Our first night in Florence, we ate at a steakhouse. We called that afternoon and were lucky to secure reservations. To our amusement, the restaurant was apologetic about the fact that they would need for us to clear the table by 2 hours. We did not yet understand the leisurely pace of dining in Italy – 2 hours in Tuscany is not rushed by any means, but 3 would be more comfortable.
All of our meals were great, but Jim’s beef stew dish was explosive. Peposo is a rich tomato-beef stew studded with peppercorns that have been slowly braised to a point of crisp tenderness. I didn’t know peppercorns could be like that – tiny dots of heat punctuating a hearty, luscious stew of tender beef chunks.
I set out to recreate this stew, and I read several recipes on line that just didn’t seem quite right. The best one I found was simple to the point of not even including measures. This is Tuscan soul food we’re after here, and the recipe needs to be more about how than how much.
My version was a success, served with a simple polenta enhanced with olive oil, a few twists of the pepper grinder, and a handful of good grated parmesan.
I bought around two and a half pounds of chuck roast and cut it into chunks the size of walnuts, trimming out the large pieces of fat but not being too Puritanical.
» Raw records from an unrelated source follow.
use crate::content::prompts;
use crate::content::text::clean_script_text;
use crate::content::types::{Topic, TopicScript};
use crate::error::Result;
use crate::llm::{GenerationClients, GenerationRole};

/// Title and description of an episode.
#[derive(Debug, Clone, Default, PartialEq, Eq)]
pub struct EpisodeMetadata {
    pub title: String,
    pub description: String,
}

/// Writes the narration around the dialogue and the episode metadata.
pub struct IntroOutroGenerator {
    clients: GenerationClients,
}

impl IntroOutroGenerator {
    pub fn new(clients: GenerationClients) -> Self {
        Self { clients }
    }

    pub async fn intro(&self, topics: &[Topic]) -> Result<String> {
        let role = GenerationRole::IntroWriter;
        let raw = self
            .clients
            .get(role)?
            .generate(&prompts::intro(topics), role)
            .await?;
        Ok(clean_script_text(&raw))
    }

    /// Outro summarising the first turns of every topic.
    pub async fn outro(&self, scripts: &[TopicScript]) -> Result<String> {
        let role = GenerationRole::OutroWriter;
        let raw = self
            .clients
            .get(role)?
            .generate(&prompts::outro(scripts), role)
            .await?;
        Ok(clean_script_text(&raw))
    }

    pub async fn metadata(&self, topics: &[Topic], intro: &str) -> Result<EpisodeMetadata> {
        let role = GenerationRole::MetadataWriter;
        let raw = self
            .clients
            .get(role)?
            .generate(&prompts::metadata(topics, intro), role)
            .await?;
        let metadata = parse_metadata(&raw);
        if metadata.title.is_empty() {
            tracing::warn!("Metadata response had no TITLE line");
        }
        Ok(metadata)
    }
}

/// Read `TITLE:` and `DESCRIPTION:` lines; missing fields stay empty.
pub fn parse_metadata(response: &str) -> EpisodeMetadata {
    let mut metadata = EpisodeMetadata::default();
    for line in response.lines() {
        let line = line.trim().trim_start_matches('*');
        if metadata.title.is_empty()
            && let Some(value) = tagged_value(line, "TITLE:")
        {
            metadata.title = value;
        } else if metadata.description.is_empty()
            && let Some(value) = tagged_value(line, "DESCRIPTION:")
        {
            metadata.description = value;
        }
    }
    metadata
}

fn tagged_value(line: &str, tag: &str) -> Option<String> {
    let head = line.get(..tag.len())?;
    if !head.eq_ignore_ascii_case(tag) {
        return None;
    }
    let value = line[tag.len()..]
        .trim()
        .trim_start_matches('*')
        .trim()
        .trim_matches('"');
    Some(value.to_string())
}

#[cfg(test)]
mod tests {
    use super::*;
    use crate::content::types::{Speaker, Turn};
    use crate::llm::MockGenerationClient;
    use std::sync::Arc;

    fn topics() -> Vec<Topic> {
        vec![
            Topic {
                id: 0,
                text: "Why batteries age".to_string(),
            },
            Topic {
                id: 1,
                text: "Recycling lithium".to_string(),
            },
        ]
    }

    #[test]
    fn parses_title_and_description() {
        let metadata = parse_metadata(
            "TITLE: Power to the Cells\nDESCRIPTION: A chat about batteries.\nextra",
        );
        assert_eq!(metadata.title, "Power to the Cells");
        assert_eq!(metadata.description, "A chat about batteries.");
    }

    #[test]
    fn parses_bold_and_lowercase_tags() {
        let metadata = parse_metadata("**Title:** \"Cells\"\n**description:** About cells.");
        assert_eq!(metadata.title, "Cells");
        assert_eq!(metadata.description, "About cells.");
    }

    #[test]
    fn missing_tags_leave_fields_empty() {
        assert_eq!(parse_metadata("just a title"), EpisodeMetadata::default());
    }

    #[tokio::test]
    async fn intro_prompt_lists_topics_and_output_is_cleaned() {
        let mock = Arc::new(MockGenerationClient::new("mock").with_response(
            GenerationRole::IntroWriter,
            "Here is the intro: Welcome, everyone!",
        ));
        let generator = IntroOutroGenerator::new(GenerationClients::uniform(mock.clone()));
        let intro = generator.intro(&topics()).await.unwrap();
        assert_eq!(intro, "Welcome, everyone!");
        let calls = mock.calls();
        assert!(calls[0].1.contains("- Why batteries age"));
        assert!(calls[0].1.contains("- Recycling lithium"));
    }

    #[tokio::test]
    async fn outro_uses_outro_role() {
        let mock = Arc::new(
            MockGenerationClient::new("mock")
                .with_response(GenerationRole::OutroWriter, "Thanks for listening."),
        );
        let generator = IntroOutroGenerator::new(GenerationClients::uniform(mock.clone()));
        let script = TopicScript::new(
            topics()[0].clone(),
            vec![Turn {
                topic_id: 0,
                speaker: Speaker::Guest,
                content: "Heat is the enemy.".to_string(),
                turn_index: 0,
            }],
        );
        let outro = generator.outro(&[script]).await.unwrap();
        assert_eq!(outro, "Thanks for listening.");
        assert_eq!(mock.call_count(GenerationRole::OutroWriter), 1);
        assert!(mock.calls()[0].1.contains("Heat is the enemy."));
    }
}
Straight into the pot – no browning, and I mixed in a box of diced Italian tomatoes – I think that unless you’ve grown your own, canned tomatoes are better than fresh ones these days. I added a half dozen whole cloves of peeled garlic and a bay leaf, and eyeballed “enough” peppercorns. I didn’t measure, but I’d guess it was a little less than a quarter cup, maybe a jigger in volume. About half a bottle of decent but inexpensive chianti wine covered it all.
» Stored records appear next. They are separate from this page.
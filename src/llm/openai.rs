use async_trait::async_trait;
use reqwest::Client;
use serde::{Deserialize, Serialize};

use super::provider::{ChatProvider, ProviderError, error_for_response};

pub const OPENAI_BASE_URL: &str = "https://api.openai.com/v1";
pub const GROQ_BASE_URL: &str = "https://api.groq.com/openai/v1";

/// Client for OpenAI-compatible `/chat/completions` APIs (OpenAI, Groq).
pub struct OpenAiClient {
    client: Client,
    base_url: String,
    api_key: String,
    model: String,
}

#[derive(Serialize)]
struct ChatCompletionRequest<'a> {
    model: &'a str,
    messages: Vec<ChatMessage>,
}

#[derive(Serialize, Deserialize)]
struct ChatMessage {
    role: String,
    content: String,
}

#[derive(Deserialize)]
struct ChatCompletionResponse {
    choices: Vec<ChatChoice>,
}

#[derive(Deserialize)]
struct ChatChoice {
    message: ChatMessage,
}

impl OpenAiClient {
    pub fn new(client: Client, base_url: &str, api_key: &str, model: &str) -> Self {
        Self {
            client,
            base_url: base_url.trim_end_matches('/').to_string(),
            api_key: api_key.to_string(),
            model: model.to_string(),
        }
    }
}

#[async_trait]
impl ChatProvider for OpenAiClient {
    async fn chat(&self, system: &str, prompt: &str) -> Result<String, ProviderError> {
        let body = ChatCompletionRequest {
            model: &self.model,
            messages: vec![
                ChatMessage {
                    role: "system".to_string(),
                    content: system.to_string(),
                },
                ChatMessage {
                    role: "user".to_string(),
                    content: prompt.to_string(),
                },
            ],
        };

        let response = self
            .client
            .post(format!("{}/chat/completions", self.base_url))
            .bearer_auth(&self.api_key)
            .json(&body)
            .send()
            .await
            .map_err(|e| ProviderError::Request(e.to_string()))?;

        if !response.status().is_success() {
            return Err(error_for_response(response).await);
        }

        let completion: ChatCompletionResponse = response
            .json()
            .await
            .map_err(|e| ProviderError::InvalidResponse(e.to_string()))?;

        completion
            .choices
            .into_iter()
            .next()
            .map(|choice| choice.message.content)
            .ok_or_else(|| ProviderError::InvalidResponse("empty choices".to_string()))
    }

    fn model_name(&self) -> &str {
        &self.model
    }
}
I brought the mix to a boil on the stove top, but I think that might have toughened the beef slightly. Next time, I will try a more traditional braise. After the brief boil, I lowered it to a simmer with the lid ajar. After a couple hours, I smashed the garlic cloves with a fork and wooden spoon, and added a touch of salt and a few grinds of pepper. I simmered it for a total of 5 hours, until it was thick and lovely. When I served it over the polenta, the peppercorns gave me the tender but still crunchy bursts I was seeking in a warm, rich beef stew. I had learned something of value in Italy.